American business magnate Warren Buffett is well-known not only for his wealth but also for the investments he makes. He generates profits from the stock market, and there is a reason why investors try to get inspiration from his purchases.
According to The Motley Fool, three stocks in Buffett’s portfolio are worth looking into—General Motors (GM), Teva Pharmaceutical Industries and American Express.
When it comes to stocks that are well-positioned for the future, investors should make a few purchases in General Motors. Buffett’s Berkshire Hathaway recently purchased another 2 percent stakes from GM, getting 51 million shares worth $1.9 billion. The takeaway from this is that Buffett still sees that GM will be able to hold its ground in the coming years despite the rising prices of car production materials such as aluminum and steel.
Earlier this year, Berkshire Hathaway also upped its stake at Teva Pharmaceutical Industries. In total, Buffett has purchased over 2.7 million shares at Teva which amounts to $61 million. It’s worth noting that Teva is coming out of a bankruptcy scare last year and it has bounced back by 48 percent in value in the past 12 months. Teva is facing stiff competition from generic drug manufacturers, but it is consistently showing good numbers nonetheless.

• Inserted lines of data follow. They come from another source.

use std::path::PathBuf;

use super::EncryptionService;
use crate::error::JobExecutionError;
use crate::model::Job;
use crate::worker::{JobContext, JobRunner};

/// Executes encrypt jobs by encrypting every rendered file of the publish job.
pub struct EncryptRunner {
    service: EncryptionService,
}

impl EncryptRunner {
    pub fn new(service: EncryptionService) -> Self {
        Self { service }
    }
}

impl JobRunner for EncryptRunner {
    fn run(&self, job: &Job, ctx: &JobContext) -> Result<String, JobExecutionError> {
        if ctx.rendered_files.is_empty() {
            return Err(JobExecutionError::MissingContext(format!(
                "no rendered files for publish job {}",
                job.publish_job_id
            )));
        }

        let mut encrypted = Vec::with_capacity(ctx.rendered_files.len());
        for file in &ctx.rendered_files {
            let path = local_path(file);
            self.service.encrypt(&path)?;
            encrypted.push(path.display().to_string());
        }

        Ok(encrypted.join("\n"))
    }
}

/// Render results are plain paths or `file://` URLs.
pub(crate) fn local_path(result: &str) -> PathBuf {
    PathBuf::from(result.strip_prefix("file://").unwrap_or(result))
}
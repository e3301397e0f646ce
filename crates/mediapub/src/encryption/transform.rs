use aes_gcm::{
    aead::{Aead, KeyInit},
    Aes256Gcm, Nonce,
};
use secrecy::{ExposeSecret, SecretString};

use super::EncryptionError;

/// Whole-file byte transform applied by [`super::encrypt_in_place`].
pub trait FileTransform: Send + Sync {
    fn transform(&self, input: &[u8]) -> Result<Vec<u8>, EncryptionError>;

    /// Exact output size for an input of `input_len` bytes.
    fn output_len(&self, input_len: usize) -> usize;
}

/// Magic prefix of every encrypted file.
pub const HEADER: &[u8; 6] = b"MPENC1";

/// Nonce size for AES-256-GCM (96 bits = 12 bytes).
const NONCE_SIZE: usize = 12;

const TAG_SIZE: usize = 16;

/// AES-256-GCM file encryption.
///
/// Output layout: `MPENC1 <12-byte nonce> <ciphertext + 16-byte tag>`.
pub struct AesGcmTransform {
    cipher: Aes256Gcm,
}

impl AesGcmTransform {
    /// Reads a 64-character hex key from the environment variable `name`.
    pub fn from_env(name: &str) -> Result<Self, EncryptionError> {
        let key = std::env::var(name)
            .map(|value| SecretString::from(value.trim().to_string()))
            .map_err(|_| EncryptionError::KeyNotSet {
                name: name.to_string(),
            })?;

        Self::from_hex_key(key.expose_secret())
    }

    pub fn from_hex_key(key_hex: &str) -> Result<Self, EncryptionError> {
        let key_bytes = hex::decode(key_hex)
            .map_err(|e| EncryptionError::InvalidKey(format!("Invalid hex key: {}", e)))?;

        if key_bytes.len() != 32 {
            return Err(EncryptionError::InvalidKey(format!(
                "Key must be 32 bytes (64 hex chars), got {} bytes",
                key_bytes.len()
            )));
        }

        let cipher = Aes256Gcm::new_from_slice(&key_bytes)
            .map_err(|e| EncryptionError::InvalidKey(format!("Failed to create cipher: {}", e)))?;

        Ok(Self { cipher })
    }

    pub fn decrypt(&self, data: &[u8]) -> Result<Vec<u8>, EncryptionError> {
        let body = data
            .strip_prefix(HEADER.as_slice())
            .ok_or_else(|| EncryptionError::Cipher("Missing MPENC1 header".to_string()))?;

        if body.len() < NONCE_SIZE + TAG_SIZE {
            return Err(EncryptionError::Cipher("Ciphertext too short".to_string()));
        }

        let (nonce_bytes, ciphertext) = body.split_at(NONCE_SIZE);
        self.cipher
            .decrypt(Nonce::from_slice(nonce_bytes), ciphertext)
            .map_err(|e| EncryptionError::Cipher(e.to_string()))
    }
}

impl FileTransform for AesGcmTransform {
    fn transform(&self, input: &[u8]) -> Result<Vec<u8>, EncryptionError> {
        let nonce_bytes = rand_bytes::<NONCE_SIZE>()?;

        let ciphertext = self
            .cipher
            .encrypt(Nonce::from_slice(&nonce_bytes), input)
            .map_err(|e| EncryptionError::Cipher(e.to_string()))?;

        let mut output = Vec::with_capacity(self.output_len(input.len()));
        output.extend_from_slice(HEADER);
        output.extend_from_slice(&nonce_bytes);
        output.extend(ciphertext);
        Ok(output)
    }

    fn output_len(&self, input_len: usize) -> usize {
        HEADER.len() + NONCE_SIZE + input_len + TAG_SIZE
    }
}

fn rand_bytes<const N: usize>() -> Result<[u8; N], EncryptionError> {
    let mut bytes = [0u8; N];
    getrandom::getrandom(&mut bytes).map_err(|e| EncryptionError::Random(e.to_string()))?;
    Ok(bytes)
}
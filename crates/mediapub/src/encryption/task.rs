use std::fs;
use std::io::Write;
use std::path::{Path, PathBuf};
use std::sync::Arc;
use std::thread::{self, JoinHandle};
use std::time::Instant;

use tracing::{error, info};

use super::{AesGcmTransform, EncryptionError, FileTransform, PathLocks};
use crate::config::EncryptionConfig;

/// Replaces the contents of `path` with `transform(contents)`.
///
/// The output goes to a temp file in the same directory, is synced and
/// length-checked, then renamed over the original. Until that rename the
/// original is untouched, and the temp file is removed on every error path.
/// Returns the number of bytes written.
pub fn encrypt_in_place(
    path: &Path,
    transform: &dyn FileTransform,
    locks: &PathLocks,
) -> Result<u64, EncryptionError> {
    let _guard = locks.acquire(path)?;

    let metadata = fs::metadata(path).map_err(EncryptionError::io(path))?;
    if !metadata.is_file() {
        return Err(EncryptionError::NotAFile(path.to_path_buf()));
    }

    let input = fs::read(path).map_err(EncryptionError::io(path))?;
    let output = transform.transform(&input)?;
    let expected = transform.output_len(input.len()) as u64;

    let dir = match path.parent() {
        Some(parent) if !parent.as_os_str().is_empty() => parent,
        _ => Path::new("."),
    };
    let mut temp = tempfile::Builder::new()
        .prefix(".mediapub-enc-")
        .tempfile_in(dir)
        .map_err(EncryptionError::io(dir))?;

    temp.write_all(&output)
        .and_then(|_| temp.as_file().sync_all())
        .map_err(EncryptionError::io(temp.path()))?;

    let actual = temp
        .as_file()
        .metadata()
        .map_err(EncryptionError::io(temp.path()))?
        .len();
    if actual != expected {
        return Err(EncryptionError::LengthMismatch {
            path: path.to_path_buf(),
            expected,
            actual,
        });
    }

    fs::set_permissions(temp.path(), metadata.permissions())
        .map_err(EncryptionError::io(temp.path()))?;

    temp.persist(path)
        .map_err(|e| EncryptionError::Io {
            path: path.to_path_buf(),
            source: e.error,
        })?;

    // Make the rename durable where the platform allows syncing a directory.
    if let Ok(dir) = fs::File::open(dir) {
        let _ = dir.sync_all();
    }

    Ok(actual)
}

/// Runs in-place encryption of single files, in the caller's thread or on a
/// background thread.
#[derive(Clone)]
pub struct EncryptionService {
    transform: Arc<dyn FileTransform>,
    locks: PathLocks,
}

impl EncryptionService {
    pub fn new(transform: Arc<dyn FileTransform>) -> Self {
        Self {
            transform,
            locks: PathLocks::new(),
        }
    }

    /// AES-GCM service keyed from the configured environment variable.
    pub fn from_config(config: &EncryptionConfig) -> Result<Self, EncryptionError> {
        let transform = AesGcmTransform::from_env(&config.key_env_var)?;
        Ok(Self::new(Arc::new(transform)))
    }

    pub fn encrypt(&self, path: &Path) -> Result<u64, EncryptionError> {
        info!(path = %path.display(), "encryption started");
        let started = Instant::now();

        match encrypt_in_place(path, self.transform.as_ref(), &self.locks) {
            Ok(bytes) => {
                info!(
                    path = %path.display(),
                    bytes,
                    elapsed_ms = started.elapsed().as_millis() as u64,
                    "encryption finished"
                );
                Ok(bytes)
            }
            Err(e) => {
                error!(path = %path.display(), error = %e, "encryption failed");
                Err(e)
            }
        }
    }

    /// Encrypts `path` on a new thread.
    pub fn spawn(
        &self,
        path: impl Into<PathBuf>,
    ) -> Result<JoinHandle<Result<u64, EncryptionError>>, EncryptionError> {
        let path = path.into();
        let service = self.clone();
        let thread_path = path.clone();

        thread::Builder::new()
            .name("mediapub-encrypt".to_string())
            .spawn(move || service.encrypt(&thread_path))
            .map_err(|source| EncryptionError::Io { path, source })
    }
}

#[cfg(test)]
mod tests {
    use super::*;
    use tempfile::TempDir;

    const TEST_KEY: &str = "0123456789abcdef0123456789abcdef0123456789abcdef0123456789abcdef";

    struct FailingTransform;

    impl FileTransform for FailingTransform {
        fn transform(&self, _input: &[u8]) -> Result<Vec<u8>, EncryptionError> {
            Err(EncryptionError::Transform("cipher unavailable".to_string()))
        }

        fn output_len(&self, input_len: usize) -> usize {
            input_len
        }
    }

    /// Produces fewer bytes than it promises.
    struct ShortTransform;

    impl FileTransform for ShortTransform {
        fn transform(&self, input: &[u8]) -> Result<Vec<u8>, EncryptionError> {
            Ok(input[..input.len() / 2].to_vec())
        }

        fn output_len(&self, input_len: usize) -> usize {
            input_len
        }
    }

    fn write_render(dir: &TempDir) -> PathBuf {
        let path = dir.path().join("out.mp4");
        fs::write(&path, b"rendered video bytes").unwrap();
        path
    }

    fn dir_entries(dir: &TempDir) -> usize {
        fs::read_dir(dir.path()).unwrap().count()
    }

    #[test]
    fn test_encrypts_in_place() {
        let dir = TempDir::new().unwrap();
        let path = write_render(&dir);
        let transform = AesGcmTransform::from_hex_key(TEST_KEY).unwrap();

        let written = encrypt_in_place(&path, &transform, &PathLocks::new()).unwrap();

        let encrypted = fs::read(&path).unwrap();
        assert_eq!(written, encrypted.len() as u64);
        assert_eq!(transform.decrypt(&encrypted).unwrap(), b"rendered video bytes");
        assert_eq!(dir_entries(&dir), 1);
    }

    #[test]
    fn test_failed_transform_leaves_original_untouched() {
        let dir = TempDir::new().unwrap();
        let path = write_render(&dir);

        let err = encrypt_in_place(&path, &FailingTransform, &PathLocks::new()).unwrap_err();

        assert!(matches!(err, EncryptionError::Transform(_)));
        assert_eq!(fs::read(&path).unwrap(), b"rendered video bytes");
        assert_eq!(dir_entries(&dir), 1);
    }

    #[test]
    fn test_length_mismatch_removes_temp_file() {
        let dir = TempDir::new().unwrap();
        let path = write_render(&dir);
        let locks = PathLocks::new();

        let err = encrypt_in_place(&path, &ShortTransform, &locks).unwrap_err();

        assert!(matches!(err, EncryptionError::LengthMismatch { .. }));
        assert_eq!(fs::read(&path).unwrap(), b"rendered video bytes");
        assert_eq!(dir_entries(&dir), 1);
        assert!(!locks.is_locked(&path));
    }

    #[test]
    fn test_missing_file_and_directory() {
        let dir = TempDir::new().unwrap();
        let transform = AesGcmTransform::from_hex_key(TEST_KEY).unwrap();
        let locks = PathLocks::new();

        assert!(matches!(
            encrypt_in_place(&dir.path().join("missing.mp4"), &transform, &locks),
            Err(EncryptionError::Io { .. })
        ));
        assert!(matches!(
            encrypt_in_place(dir.path(), &transform, &locks),
            Err(EncryptionError::NotAFile(_))
        ));
    }

    #[test]
    fn test_service_spawn() {
        let dir = TempDir::new().unwrap();
        let path = write_render(&dir);
        let transform = Arc::new(AesGcmTransform::from_hex_key(TEST_KEY).unwrap());
        let service = EncryptionService::new(transform.clone());

        let handle = service.spawn(&path).unwrap();
        handle.join().unwrap().unwrap();

        let encrypted = fs::read(&path).unwrap();
        assert_eq!(transform.decrypt(&encrypted).unwrap(), b"rendered video bytes");
    }
}
use std::path::Path;

use crate::config::schema::Config;
use crate::error::ConfigError;

const SCHEMA_JSON: &str = include_str!("../../schema/config-v1.json");

const LOG_LEVELS: &[&str] = &["trace", "debug", "info", "warn", "error"];

pub fn load_config<P: AsRef<Path>>(path: P) -> Result<Config, ConfigError> {
    let path = path.as_ref();
    let content = std::fs::read_to_string(path).map_err(|e| ConfigError::ReadFile {
        path: path.to_path_buf(),
        source: e,
    })?;

    load_config_from_str(&content)
}

pub fn load_config_from_str(content: &str) -> Result<Config, ConfigError> {
    let json_value: serde_json::Value = serde_json::from_str(content)?;

    validate_schema(&json_value)?;

    let config: Config = serde_json::from_value(json_value)?;

    validate_config(&config)?;

    Ok(config)
}

fn validate_schema(json_value: &serde_json::Value) -> Result<(), ConfigError> {
    let schema: serde_json::Value =
        serde_json::from_str(SCHEMA_JSON).map_err(|e| ConfigError::Validation {
            message: format!("Invalid embedded schema JSON: {}", e),
        })?;

    let validator = jsonschema::validator_for(&schema).map_err(|e| ConfigError::Validation {
        message: format!("Failed to compile JSON schema: {}", e),
    })?;

    let error_messages: Vec<String> = validator
        .iter_errors(json_value)
        .map(|e| e.to_string())
        .collect();
    if !error_messages.is_empty() {
        return Err(ConfigError::SchemaValidation {
            errors: error_messages.join("; "),
        });
    }

    Ok(())
}

pub(crate) fn validate_config(config: &Config) -> Result<(), ConfigError> {
    if config.version != "1.0" {
        return Err(ConfigError::Validation {
            message: format!("Unsupported config version: {}", config.version),
        });
    }

    if !LOG_LEVELS.contains(&config.log_level.as_str()) {
        return Err(ConfigError::Validation {
            message: format!("Unknown log level: {}", config.log_level),
        });
    }

    if config.executors.poll_interval_ms == 0 {
        return Err(ConfigError::Validation {
            message: "executors.poll_interval_ms must be greater than 0".to_string(),
        });
    }

    if config.retry.max_attempts == 0 {
        return Err(ConfigError::Validation {
            message: "retry.max_attempts must be at least 1".to_string(),
        });
    }

    if config.retry.backoff_base_ms > config.retry.backoff_max_ms {
        return Err(ConfigError::Validation {
            message: format!(
                "retry.backoff_base_ms ({}) exceeds retry.backoff_max_ms ({})",
                config.retry.backoff_base_ms, config.retry.backoff_max_ms
            ),
        });
    }

    if config.encryption.key_env_var.trim().is_empty() {
        return Err(ConfigError::Validation {
            message: "encryption.key_env_var must not be empty".to_string(),
        });
    }

    Ok(())
}
use std::path::PathBuf;
use std::time::Duration;

use serde::{Deserialize, Serialize};

use crate::publisher::RetryPolicy;

#[derive(Debug, Clone, Serialize, Deserialize)]
pub struct Config {
    pub version: String,
    /// Falls back to `~/.mediapub/data/mediapub.db` when unset.
    #[serde(default)]
    pub database_path: Option<String>,
    #[serde(default = "default_log_level")]
    pub log_level: String,
    #[serde(default)]
    pub log_json: bool,
    #[serde(default)]
    pub executors: ExecutorConfig,
    #[serde(default)]
    pub retry: RetryPolicy,
    #[serde(default)]
    pub encryption: EncryptionConfig,
    #[serde(default)]
    pub publishers: PublishersConfig,
}

impl Default for Config {
    fn default() -> Self {
        Self {
            version: "1.0".to_string(),
            database_path: None,
            log_level: default_log_level(),
            log_json: false,
            executors: ExecutorConfig::default(),
            retry: RetryPolicy::default(),
            encryption: EncryptionConfig::default(),
            publishers: PublishersConfig::default(),
        }
    }
}

impl Config {
    pub fn database_path(&self) -> Option<PathBuf> {
        match &self.database_path {
            Some(path) => Some(PathBuf::from(path)),
            None => crate::db::default_database_path(),
        }
    }
}

fn default_log_level() -> String {
    "info".to_string()
}

#[derive(Debug, Clone, Serialize, Deserialize)]
pub struct ExecutorConfig {
    /// Upper bound on how long an idle executor sleeps before re-checking
    /// for delayed jobs.
    #[serde(default = "default_poll_interval_ms")]
    pub poll_interval_ms: u64,
}

fn default_poll_interval_ms() -> u64 {
    500
}

impl Default for ExecutorConfig {
    fn default() -> Self {
        Self {
            poll_interval_ms: default_poll_interval_ms(),
        }
    }
}

impl ExecutorConfig {
    pub fn poll_interval(&self) -> Duration {
        Duration::from_millis(self.poll_interval_ms)
    }
}

#[derive(Debug, Clone, Serialize, Deserialize)]
pub struct EncryptionConfig {
    /// Environment variable holding the 64 hex char media key.
    #[serde(default = "default_key_env_var")]
    pub key_env_var: String,
    #[serde(default)]
    pub encrypt_at_rest: bool,
}

fn default_key_env_var() -> String {
    crate::encryption::MEDIA_KEY_ENV_VAR.to_string()
}

impl Default for EncryptionConfig {
    fn default() -> Self {
        Self {
            key_env_var: default_key_env_var(),
            encrypt_at_rest: false,
        }
    }
}

#[derive(Debug, Clone, Default, Serialize, Deserialize)]
pub struct PublishersConfig {
    #[serde(default)]
    pub storymaker: StoryMakerConfig,
}

#[derive(Debug, Clone, Serialize, Deserialize)]
pub struct StoryMakerConfig {
    #[serde(default = "default_render_spec")]
    pub render_spec: Option<String>,
}

fn default_render_spec() -> Option<String> {
    Some("mp4".to_string())
}

impl Default for StoryMakerConfig {
    fn default() -> Self {
        Self {
            render_spec: default_render_spec(),
        }
    }
}
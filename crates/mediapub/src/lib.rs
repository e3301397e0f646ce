pub mod broadcast;
pub mod config;
pub mod controller;
pub mod db;
pub mod encryption;
pub mod error;
pub mod logging;
pub mod model;
pub mod publisher;
pub mod worker;

pub use broadcast::{PublishEvent, PublishEventBroadcaster, PublishEventKind};
pub use config::{load_config, Config};
pub use controller::{ControllerConfig, LoggingListener, PublishController, PublishListener, Runners};
pub use db::{DataStore, Database, DatabaseError};
pub use encryption::{AesGcmTransform, EncryptRunner, EncryptionError, EncryptionService, FileTransform};
pub use error::{
    ConfigError, InvalidStateError, JobExecutionError, PublishError, Result, ValidationError,
    WorkerError,
};
pub use model::{Job, JobFailure, JobFilter, JobState, JobType, Project, PublishJob};
pub use publisher::{GenericSitePublisher, PublisherAction, PublisherRegistry, RetryPolicy, SitePublisher};
pub use worker::{JobContext, JobEvent, JobRunner};
//! Loading a config file and wiring a controller from it.

use std::io::Write;
use std::sync::Arc;
use std::time::Duration;

use serial_test::serial;
use tempfile::NamedTempFile;

use mediapub::config::load_config;
use mediapub::publisher::{PublisherRegistry, STORYMAKER};
use mediapub::{ControllerConfig, Database, EncryptionError, EncryptionService};

const TEST_KEY: &str = "0123456789abcdef0123456789abcdef0123456789abcdef0123456789abcdef";

fn write_config(json: &str) -> NamedTempFile {
    let mut file = NamedTempFile::new().unwrap();
    file.write_all(json.as_bytes()).unwrap();
    file
}

#[test]
fn test_config_drives_registry_and_controller_settings() {
    let file = write_config(
        r#"{
            "version": "1.0",
            "executors": { "poll_interval_ms": 75 },
            "retry": { "max_attempts": 4, "backoff_base_ms": 100, "backoff_max_ms": 400 },
            "publishers": { "storymaker": { "render_spec": "mp4_1080p" } }
        }"#,
    );

    let config = load_config(file.path()).unwrap();
    let registry = PublisherRegistry::from_config(&config);
    assert!(registry.contains(STORYMAKER));

    let controller_config = ControllerConfig::from(&config);
    assert_eq!(controller_config.poll_interval, Duration::from_millis(75));
    assert_eq!(config.retry.max_attempts, 4);
}

#[test]
fn test_database_path_from_config() {
    let dir = tempfile::TempDir::new().unwrap();
    let db_path = dir.path().join("nested").join("mediapub.db");
    let file = write_config(&format!(
        r#"{{ "version": "1.0", "database_path": {} }}"#,
        serde_json::to_string(&db_path.display().to_string()).unwrap()
    ));

    let config = load_config(file.path()).unwrap();
    let path = config.database_path().unwrap();
    assert_eq!(path, db_path);

    let _db = Arc::new(Database::open(&path).unwrap());
    assert!(path.exists());
}

#[test]
#[serial]
fn test_encryption_key_from_configured_env_var() {
    let file = write_config(
        r#"{ "version": "1.0", "encryption": { "key_env_var": "MEDIAPUB_IT_KEY", "encrypt_at_rest": true } }"#,
    );
    let config = load_config(file.path()).unwrap();

    std::env::remove_var("MEDIAPUB_IT_KEY");
    assert!(matches!(
        EncryptionService::from_config(&config.encryption),
        Err(EncryptionError::KeyNotSet { .. })
    ));

    std::env::set_var("MEDIAPUB_IT_KEY", TEST_KEY);
    assert!(EncryptionService::from_config(&config.encryption).is_ok());
    std::env::remove_var("MEDIAPUB_IT_KEY");
}
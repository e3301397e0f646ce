//! Encryption at rest for rendered media files.
//!
//! Files are transformed into a temp file next to the original and then
//! renamed over it, so a failed run never leaves a half-written file behind.

pub mod locks;
pub mod runner;
pub mod task;
pub mod transform;

use std::path::PathBuf;

pub use locks::{PathGuard, PathLocks};
pub use runner::EncryptRunner;
pub use task::{encrypt_in_place, EncryptionService};
pub use transform::{AesGcmTransform, FileTransform};

/// Default environment variable holding the media key.
pub const MEDIA_KEY_ENV_VAR: &str = "MEDIAPUB_MEDIA_KEY";

#[derive(Debug, thiserror::Error)]
pub enum EncryptionError {
    #[error("I/O error on '{path}': {source}")]
    Io {
        path: PathBuf,
        #[source]
        source: std::io::Error,
    },

    #[error("'{0}' is not a regular file")]
    NotAFile(PathBuf),

    #[error("Environment variable '{name}' not set")]
    KeyNotSet { name: String },

    #[error("Invalid encryption key: {0}")]
    InvalidKey(String),

    #[error("Cipher error: {0}")]
    Cipher(String),

    #[error("Failed to generate random bytes: {0}")]
    Random(String),

    #[error("Transform failed: {0}")]
    Transform(String),

    #[error("Wrote {actual} bytes to '{path}', expected {expected}")]
    LengthMismatch {
        path: PathBuf,
        expected: u64,
        actual: u64,
    },

    #[error("Path lock poisoned")]
    LockPoisoned,
}

impl EncryptionError {
    pub(crate) fn io(path: impl Into<PathBuf>) -> impl FnOnce(std::io::Error) -> Self {
        let path = path.into();
        move |source| EncryptionError::Io { path, source }
    }
}
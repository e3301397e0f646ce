pub mod loader;
pub mod schema;

pub use loader::{load_config, load_config_from_str};
pub use schema::{Config, EncryptionConfig, ExecutorConfig, PublishersConfig, StoryMakerConfig};
//! Shared test utilities for mediapub integration tests.
//!
//! This module provides:
//! - `TestHarness` wiring a controller to an in-memory database
//! - Recording doubles for the listener and site publishers
//! - Canned job runners

pub mod harness;
pub mod runners;

pub use harness::{Outcome, RecordingListener, RecordingPublisher, TestHarness};
pub use runners::*;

Last but not the least of the best Buffett stocks is American Express. The company’s net revenue increased by 9 percent and its earnings per share by 25 percent during the last quarter. It is one of the best performances for the company’s quarterly results to date. What makes American Express a good stock to own is its long-term prospect as it continues to provide a solid service globally.
What to do in today’s volatile stock market
Investing in Buffett stocks could be a wise move but understanding the mindset of the mogul is even better especially as this year’s stock market has never been more volatile. Factors such as emerging technologies and the U.S.-China trade war are making prices more unpredictable. Buffett sees this as a good opportunity.
“Volatility doesn’t matter … if volatility averages half a percent a day or a quarter of a percent or five percent … we would make more money if volatility is higher because it would create more mistakes. Volatility is a huge plus to real investors,” he says to investors back in 1997.
Then 10 years later, Buffett says that volatility is not a measurement of risks in investing.
The stock market’s current state could be scaring off investors, but that shouldn’t be the case as major returns could come by as well. Instead of looking at a stock’s current state, investors should instead look forward and see how it will do long-term.
Buffett’s success in the stock market has been showcased time and time again. New but wise investors will find it a smart move to gain some ideas of the stock market by basing on the mogul’s purchases.